■ **Data to process**
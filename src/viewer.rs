use std::{
    path::Path,
    process::{Child, Command, Stdio},
};

/// External image viewer launched on a series directory
///
/// The viewer is started with `<program> <args...> <series directory>` and is
/// not waited for.
#[derive(Debug, Clone, PartialEq)]
pub struct Viewer {
    program: String,
    args: Vec<String>,
}
impl Viewer {
    pub fn new<S: Into<String>>(program: S) -> Self {
        Self {
            program: program.into(),
            args: vec![],
        }
    }
    /// Parses a command line like `ImageJ-linux64 -macro stack.ijm`
    pub fn from_command_line(command: &str) -> Option<Self> {
        let mut words = command.split_whitespace();
        let program = words.next()?;
        Some(Self::new(program).args(words))
    }
    pub fn args<I, S>(self, args: I) -> Self
    where
        I: IntoIterator<Item = S>,
        S: Into<String>,
    {
        Self {
            args: args.into_iter().map(Into::into).collect(),
            ..self
        }
    }
    /// Opens the series directory if it still exists
    ///
    /// The caller owns the viewer process: if it exits first, it stays a
    /// zombie until it is waited for or the caller exits.
    pub fn open(&self, series: &Path) -> Option<Child> {
        if !series.is_dir() {
            log::info!("{:?} is gone, nothing to show", series);
            return None;
        }
        log::info!("Starting {} on {:?}", self.program, series);
        match Command::new(&self.program)
            .args(&self.args)
            .arg(series)
            .stdout(Stdio::null())
            .stderr(Stdio::null())
            .spawn()
        {
            Ok(child) => Some(child),
            Err(e) => {
                log::warn!("failed to start {}: {e}", self.program);
                None
            }
        }
    }
}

■ **Problem**
An exact transcription of the data above is required.

■ **Solution**
filename src/viewer.rs
use std::{
    path::Path,
    process::{Child, Command, Stdio},
};

/// External image viewer launched on a series directory
///
/// The viewer is started with `<program> <args...> <series directory>` and is
/// not waited for.
#[derive(Debug, Clone, PartialEq)]
pub struct Viewer {
    program: String,
    args: Vec<String>,
}
impl Viewer {
    pub fn new<S: Into<String>>(program: S) -> Self {
        Self {
            program: program.into(),
            args: vec![],
        }
    }
    /// Parses a command line like `ImageJ-linux64 -macro stack.ijm`
    pub fn from_command_line(command: &str) -> Option<Self> {
        let mut words = command.split_whitespace();
        let program = words.next()?;
        Some(Self::new(program).args(words))
    }
    pub fn args<I, S>(self, args: I) -> Self
    where
        I: IntoIterator<Item = S>,
        S: Into<String>,
    {
        Self {
            args: args.into_iter().map(Into::into).collect(),
            ..self
        }
    }
    /// Opens the series directory if it still exists
    ///
    /// The caller owns the viewer process: if it exits first, it stays a
    /// zombie until it is waited for or the caller exits.
    pub fn open(&self, series: &Path) -> Option<Child> {
        if !series.is_dir() {
            log::info!("{:?} is gone, nothing to show", series);
            return None;
        }
        log::info!("Starting {} on {:?}", self.program, series);
        match Command::new(&self.program)
            .args(&self.args)
            .arg(series)
            .stdout(Stdio::null())
            .stderr(Stdio::null())
            .spawn()
        {
            Ok(child) => Some(child),
            Err(e) => {
                log::warn!("failed to start {}: {e}", self.program);
                None
            }
        }
    }
}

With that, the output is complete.